MATERIAL PROVIDED:
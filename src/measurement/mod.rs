//! Measurement store: keyed relative-rotation measurements and initial poses.
//!
//! An external loader (G2O or otherwise) produces the measurement list; this
//! module only validates and indexes it. Key insertion order is preserved so
//! block indices into the sparse matrices are reproducible across runs.

use std::collections::{HashMap, VecDeque};

use nalgebra::DMatrix;

use crate::error::{Result, ShonanError};
use crate::geometry::SOn;

/// Opaque identifier of one rotation variable.
#[derive(Debug, Clone, Copy, PartialEq, Eq, Hash, PartialOrd, Ord)]
pub struct Key(pub u64);

impl Key {
    pub fn new(id: u64) -> Self {
        Key(id)
    }
}

/// One relative-rotation edge between two keys. Immutable once loaded.
#[derive(Debug, Clone)]
pub struct RotationMeasurement {
    /// Source key.
    pub i: Key,

    /// Target key.
    pub j: Key,

    /// Measured relative rotation R_ij, a d x d rotation matrix, mapping
    /// frame j into frame i.
    pub rotation: DMatrix<f64>,

    /// Optional information weight. `None` falls back to the configured
    /// noise model.
    pub weight: Option<f64>,
}

impl RotationMeasurement {
    pub fn new(i: Key, j: Key, rotation: DMatrix<f64>) -> Self {
        Self {
            i,
            j,
            rotation,
            weight: None,
        }
    }

    pub fn with_weight(i: Key, j: Key, rotation: DMatrix<f64>, weight: f64) -> Self {
        Self {
            i,
            j,
            rotation,
            weight: Some(weight),
        }
    }
}

/// Validated, indexed set of measurements over a closed key set.
#[derive(Debug, Clone)]
pub struct MeasurementSet {
    d: usize,
    keys: Vec<Key>,
    index: HashMap<Key, usize>,
    initial_rotations: Vec<SOn>,
    measurements: Vec<RotationMeasurement>,
}

impl MeasurementSet {
    /// Builds the store from an ordered pose list and a measurement list.
    ///
    /// `poses` carries the initial rotation estimate per key (translations
    /// are already stripped by the loader); its order fixes the block index
    /// of each key. Fails on duplicate keys, measurements referencing
    /// unknown keys, shape mismatches against the ambient dimension `d`,
    /// self-edges, and a disconnected measurement graph.
    pub fn new(
        d: usize,
        poses: Vec<(Key, DMatrix<f64>)>,
        measurements: Vec<RotationMeasurement>,
    ) -> Result<Self> {
        if !(2..=3).contains(&d) {
            return Err(ShonanError::InvalidMeasurement(format!(
                "ambient dimension must be 2 or 3, got {d}"
            )));
        }
        if poses.is_empty() {
            return Err(ShonanError::InvalidMeasurement(
                "no poses supplied".into(),
            ));
        }

        let mut keys = Vec::with_capacity(poses.len());
        let mut index = HashMap::with_capacity(poses.len());
        let mut initial_rotations = Vec::with_capacity(poses.len());
        for (key, rot) in poses {
            if rot.nrows() != d || rot.ncols() != d {
                return Err(ShonanError::InvalidMeasurement(format!(
                    "initial rotation for key {key:?} is {}x{}, expected {d}x{d}",
                    rot.nrows(),
                    rot.ncols()
                )));
            }
            if index.insert(key, keys.len()).is_some() {
                return Err(ShonanError::InvalidMeasurement(format!(
                    "duplicate key {key:?}"
                )));
            }
            keys.push(key);
            initial_rotations.push(SOn::from_matrix_unchecked(rot));
        }

        for m in &measurements {
            if !index.contains_key(&m.i) {
                return Err(ShonanError::UnknownKey { key: m.i });
            }
            if !index.contains_key(&m.j) {
                return Err(ShonanError::UnknownKey { key: m.j });
            }
            if m.i == m.j {
                return Err(ShonanError::InvalidMeasurement(format!(
                    "self-edge on key {:?}",
                    m.i
                )));
            }
            if m.rotation.nrows() != d || m.rotation.ncols() != d {
                return Err(ShonanError::InvalidMeasurement(format!(
                    "measurement ({:?}, {:?}) rotation is {}x{}, expected {d}x{d}",
                    m.i,
                    m.j,
                    m.rotation.nrows(),
                    m.rotation.ncols()
                )));
            }
            if let Some(w) = m.weight {
                if !w.is_finite() || w <= 0.0 {
                    return Err(ShonanError::InvalidMeasurement(format!(
                        "measurement ({:?}, {:?}) has non-positive weight {w}",
                        m.i, m.j
                    )));
                }
            }
        }

        let set = Self {
            d,
            keys,
            index,
            initial_rotations,
            measurements,
        };
        set.check_connectivity()?;
        Ok(set)
    }

    /// Ambient rotation dimension d.
    pub fn d(&self) -> usize {
        self.d
    }

    /// Number of unique keys N.
    pub fn nr_poses(&self) -> usize {
        self.keys.len()
    }

    /// Number of measurements.
    pub fn nr_measurements(&self) -> usize {
        self.measurements.len()
    }

    /// Keys in block-index order.
    pub fn keys(&self) -> &[Key] {
        &self.keys
    }

    /// Block index of a key.
    pub fn index_of(&self, key: Key) -> Option<usize> {
        self.index.get(&key).copied()
    }

    /// k-th measurement.
    pub fn measurement(&self, k: usize) -> &RotationMeasurement {
        &self.measurements[k]
    }

    /// All measurements.
    pub fn measurements(&self) -> &[RotationMeasurement] {
        &self.measurements
    }

    /// Initial rotation of the key at block index `idx`.
    pub fn initial_rotation(&self, idx: usize) -> &SOn {
        &self.initial_rotations[idx]
    }

    /// Initial rotations in block-index order.
    pub fn initial_rotations(&self) -> &[SOn] {
        &self.initial_rotations
    }

    /// BFS over the measurement adjacency from the anchor key.
    fn check_connectivity(&self) -> Result<()> {
        let n = self.keys.len();
        let mut adjacency = vec![Vec::new(); n];
        for m in &self.measurements {
            let i = self.index[&m.i];
            let j = self.index[&m.j];
            adjacency[i].push(j);
            adjacency[j].push(i);
        }

        let mut visited = vec![false; n];
        let mut queue = VecDeque::new();
        visited[0] = true;
        queue.push_back(0);
        let mut connected = 1;
        while let Some(v) = queue.pop_front() {
            for &w in &adjacency[v] {
                if !visited[w] {
                    visited[w] = true;
                    connected += 1;
                    queue.push_back(w);
                }
            }
        }

        if connected != n {
            return Err(ShonanError::DisconnectedGraph {
                connected,
                total: n,
            });
        }
        Ok(())
    }
}

#[cfg(test)]
mod tests {
    use super::*;
    use nalgebra::DMatrix;

    fn identity_poses(n: u64, d: usize) -> Vec<(Key, DMatrix<f64>)> {
        (0..n).map(|k| (Key(k), DMatrix::identity(d, d))).collect()
    }

    #[test]
    fn test_valid_chain() {
        let measurements = vec![
            RotationMeasurement::new(Key(0), Key(1), DMatrix::identity(3, 3)),
            RotationMeasurement::new(Key(1), Key(2), DMatrix::identity(3, 3)),
        ];
        let set = MeasurementSet::new(3, identity_poses(3, 3), measurements).unwrap();
        assert_eq!(set.nr_poses(), 3);
        assert_eq!(set.nr_measurements(), 2);
        assert_eq!(set.index_of(Key(2)), Some(2));
    }

    #[test]
    fn test_unknown_key_rejected() {
        let measurements = vec![RotationMeasurement::new(
            Key(0),
            Key(9),
            DMatrix::identity(3, 3),
        )];
        let err = MeasurementSet::new(3, identity_poses(2, 3), measurements).unwrap_err();
        assert!(matches!(err, ShonanError::UnknownKey { key: Key(9) }));
    }

    #[test]
    fn test_disconnected_graph_rejected() {
        // Keys 0-1 connected, keys 2-3 connected, no bridge.
        let measurements = vec![
            RotationMeasurement::new(Key(0), Key(1), DMatrix::identity(3, 3)),
            RotationMeasurement::new(Key(2), Key(3), DMatrix::identity(3, 3)),
        ];
        let err = MeasurementSet::new(3, identity_poses(4, 3), measurements).unwrap_err();
        assert!(matches!(
            err,
            ShonanError::DisconnectedGraph {
                connected: 2,
                total: 4
            }
        ));
    }

    #[test]
    fn test_dimension_mismatch_rejected() {
        let measurements = vec![RotationMeasurement::new(
            Key(0),
            Key(1),
            DMatrix::identity(2, 2),
        )];
        let err = MeasurementSet::new(3, identity_poses(2, 3), measurements).unwrap_err();
        assert!(matches!(err, ShonanError::InvalidMeasurement(_)));
    }

    #[test]
    fn test_self_edge_rejected() {
        let measurements = vec![RotationMeasurement::new(
            Key(1),
            Key(1),
            DMatrix::identity(3, 3),
        )];
        let err = MeasurementSet::new(3, identity_poses(2, 3), measurements).unwrap_err();
        assert!(matches!(err, ShonanError::InvalidMeasurement(_)));
    }

    #[test]
    fn test_key_order_preserved() {
        let poses = vec![
            (Key(7), DMatrix::identity(3, 3)),
            (Key(3), DMatrix::identity(3, 3)),
        ];
        let measurements = vec![RotationMeasurement::new(
            Key(7),
            Key(3),
            DMatrix::identity(3, 3),
        )];
        let set = MeasurementSet::new(3, poses, measurements).unwrap();
        assert_eq!(set.keys(), &[Key(7), Key(3)]);
        assert_eq!(set.index_of(Key(7)), Some(0));
        assert_eq!(set.index_of(Key(3)), Some(1));
    }
}
use std::fmt;
use zeroize::Zeroizing;

/// The master secret of a database. Only ever held in memory.
#[derive(Clone)]
pub struct Secret(Zeroizing<String>);

impl Secret {
    pub fn new(value: impl Into<String>) -> Self {
        Self(Zeroizing::new(value.into()))
    }

    pub fn expose(&self) -> &str {
        self.0.as_str()
    }
}

impl fmt::Debug for Secret {
    fn fmt(&self, f: &mut fmt::Formatter<'_>) -> fmt::Result {
        f.write_str("Secret(***)")
    }
}

/// Where the secret for this run came from.
#[derive(Debug, Clone, Copy, PartialEq, Eq)]
pub enum SecretSource {
    Keystore,
    Prompt,
}
#![allow(dead_code)]

use async_trait::async_trait;
use keepeco_core::db::{PASSWORD, TITLE, URL, USERNAME};
use keepeco_core::{
    Chooser, Clipboard, Database, DecodeError, Decoder, EntryRecord, Group, KeyEvent, KeySource,
    Keystore, KeystoreError, Secret,
};
use parking_lot::Mutex;
use std::collections::{HashMap, VecDeque};
use std::io;
use std::path::Path;
use std::sync::atomic::{AtomicBool, AtomicUsize, Ordering};
use std::sync::Arc;
use std::time::Duration;

pub fn entry(title: &str) -> EntryRecord {
    EntryRecord::new()
        .with_field(TITLE, title)
        .with_field(USERNAME, &format!("{}-user", title.to_lowercase()))
        .with_field(URL, &format!("https://{}.example", title.to_lowercase()))
        .with_protected(PASSWORD, &format!("{}-pw", title.to_lowercase()))
}

/// Root with `/A/Login` and `/B/Site`.
pub fn sample_tree() -> Group {
    Group::new("Root")
        .with_group(Group::new("A").with_entry(entry("Login")))
        .with_group(Group::new("B").with_entry(entry("Site")))
}

// ── Decoder ─────────────────────────────────────────────────────────────────

pub struct ScriptedDecoder {
    root: Group,
    delay: Duration,
    failure: Option<String>,
    expected_secret: Option<String>,
    pub finished: Arc<AtomicBool>,
    pub calls: AtomicUsize,
}

impl ScriptedDecoder {
    pub fn new(root: Group) -> Self {
        Self {
            root,
            delay: Duration::ZERO,
            failure: None,
            expected_secret: None,
            finished: Arc::new(AtomicBool::new(false)),
            calls: AtomicUsize::new(0),
        }
    }

    pub fn with_delay(mut self, delay: Duration) -> Self {
        self.delay = delay;
        self
    }

    pub fn failing(mut self, reason: &str) -> Self {
        self.failure = Some(reason.to_string());
        self
    }

    pub fn expecting_secret(mut self, secret: &str) -> Self {
        self.expected_secret = Some(secret.to_string());
        self
    }
}

impl Decoder for ScriptedDecoder {
    fn open(&self, _path: &Path, secret: &Secret) -> Result<Database, DecodeError> {
        self.calls.fetch_add(1, Ordering::SeqCst);
        std::thread::sleep(self.delay);
        let result = if let Some(reason) = &self.failure {
            Err(DecodeError::Rejected(reason.clone()))
        } else if matches!(&self.expected_secret, Some(expected) if expected != secret.expose()) {
            Err(DecodeError::Rejected("invalid credentials".to_string()))
        } else {
            Ok(Database::new(self.root.clone())?)
        };
        self.finished.store(true, Ordering::SeqCst);
        result
    }
}

// ── Keystore ────────────────────────────────────────────────────────────────

#[derive(Default)]
pub struct MemoryKeystore {
    items: Mutex<HashMap<String, String>>,
    fail_writes: bool,
    pub writes: AtomicUsize,
}

impl MemoryKeystore {
    pub fn failing_writes() -> Self {
        Self {
            fail_writes: true,
            ..Self::default()
        }
    }

    pub fn stored(&self, service: &str) -> Option<String> {
        self.items.lock().get(service).cloned()
    }
}

impl Keystore for MemoryKeystore {
    fn get(&self, service: &str) -> Result<Secret, KeystoreError> {
        self.items
            .lock()
            .get(service)
            .map(|s| Secret::new(s.clone()))
            .ok_or(KeystoreError::NotFound)
    }

    fn set(&self, service: &str, secret: &Secret) -> Result<(), KeystoreError> {
        self.writes.fetch_add(1, Ordering::SeqCst);
        if self.fail_writes {
            return Err(KeystoreError::Backend("write refused".to_string()));
        }
        self.items
            .lock()
            .insert(service.to_string(), secret.expose().to_string());
        Ok(())
    }
}

// ── Chooser ─────────────────────────────────────────────────────────────────

pub struct ScriptedChooser {
    pick: Option<usize>,
    pub shown: Vec<Vec<String>>,
    watch: Option<Arc<AtomicBool>>,
    pub decode_done_when_shown: Vec<bool>,
}

impl ScriptedChooser {
    pub fn picking(index: usize) -> Self {
        Self {
            pick: Some(index),
            shown: Vec::new(),
            watch: None,
            decode_done_when_shown: Vec::new(),
        }
    }

    pub fn cancelling() -> Self {
        Self {
            pick: None,
            ..Self::picking(0)
        }
    }

    /// Record the flag's value every time the list is shown.
    pub fn watching(mut self, flag: Arc<AtomicBool>) -> Self {
        self.watch = Some(flag);
        self
    }
}

impl Chooser for ScriptedChooser {
    fn choose(&mut self, candidates: &[String]) -> io::Result<Option<usize>> {
        self.shown.push(candidates.to_vec());
        if let Some(flag) = &self.watch {
            self.decode_done_when_shown.push(flag.load(Ordering::SeqCst));
        }
        Ok(self.pick)
    }
}

// ── Clipboard ───────────────────────────────────────────────────────────────

#[derive(Default)]
pub struct RecordingClipboard {
    pub writes: Vec<String>,
    pub fail: bool,
}

impl Clipboard for RecordingClipboard {
    fn write_text(&mut self, text: &str) -> anyhow::Result<()> {
        if self.fail {
            anyhow::bail!("no display");
        }
        self.writes.push(text.to_string());
        Ok(())
    }
}

// ── Keys ────────────────────────────────────────────────────────────────────

pub enum KeyStep {
    Press(Duration, KeyEvent),
    Fail,
}

/// Replays key presses after the given delays, then waits forever.
#[derive(Default)]
pub struct ScriptedKeys {
    steps: VecDeque<KeyStep>,
    pub releases: usize,
}

impl ScriptedKeys {
    pub fn new(keys: &[KeyEvent]) -> Self {
        Self {
            steps: keys
                .iter()
                .map(|k| KeyStep::Press(Duration::ZERO, *k))
                .collect(),
            releases: 0,
        }
    }

    pub fn from_steps(steps: Vec<KeyStep>) -> Self {
        Self {
            steps: steps.into(),
            releases: 0,
        }
    }

    pub fn remaining(&self) -> usize {
        self.steps.len()
    }
}

#[async_trait]
impl KeySource for ScriptedKeys {
    async fn next_key(&mut self) -> io::Result<KeyEvent> {
        match self.steps.pop_front() {
            Some(KeyStep::Press(delay, key)) => {
                tokio::time::sleep(delay).await;
                Ok(key)
            }
            Some(KeyStep::Fail) => Err(io::Error::new(io::ErrorKind::Other, "tty closed")),
            None => std::future::pending().await,
        }
    }

    async fn release(&mut self) {
        self.releases += 1;
    }
}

DIRECTIONS:
Look through the data above and return each line where the string "value" occurs.

ANSWER TO THE PROBLEM:
    pub fn new(value: impl Into<String>) -> Self {
        Self(Zeroizing::new(value.into()))
    /// Record the flag's value every time the list is shown.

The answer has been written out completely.